━━━ INPUT DATA

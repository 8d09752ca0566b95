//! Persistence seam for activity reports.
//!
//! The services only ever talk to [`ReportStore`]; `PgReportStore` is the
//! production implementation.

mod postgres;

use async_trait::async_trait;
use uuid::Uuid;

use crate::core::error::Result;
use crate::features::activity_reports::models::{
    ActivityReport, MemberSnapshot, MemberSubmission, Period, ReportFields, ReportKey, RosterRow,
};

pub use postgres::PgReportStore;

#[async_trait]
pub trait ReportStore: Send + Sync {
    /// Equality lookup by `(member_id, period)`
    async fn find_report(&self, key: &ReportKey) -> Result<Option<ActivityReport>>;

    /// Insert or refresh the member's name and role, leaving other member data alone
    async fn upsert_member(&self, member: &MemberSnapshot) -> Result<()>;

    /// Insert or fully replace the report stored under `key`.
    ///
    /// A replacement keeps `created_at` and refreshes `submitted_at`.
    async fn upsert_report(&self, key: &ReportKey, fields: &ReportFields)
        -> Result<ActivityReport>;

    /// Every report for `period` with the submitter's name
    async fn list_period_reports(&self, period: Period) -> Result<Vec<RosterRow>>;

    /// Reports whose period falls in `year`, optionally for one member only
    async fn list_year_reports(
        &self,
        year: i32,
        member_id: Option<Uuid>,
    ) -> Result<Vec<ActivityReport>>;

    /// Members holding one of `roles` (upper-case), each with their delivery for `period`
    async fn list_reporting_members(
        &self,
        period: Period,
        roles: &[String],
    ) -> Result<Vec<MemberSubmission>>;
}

━━━━━━

• _YOUR ASSIGNMENT_:
Wherever a line in the material contains "Result", count it; the answer is the number alone.

• _REPLY TO THE EXERCISE_:
7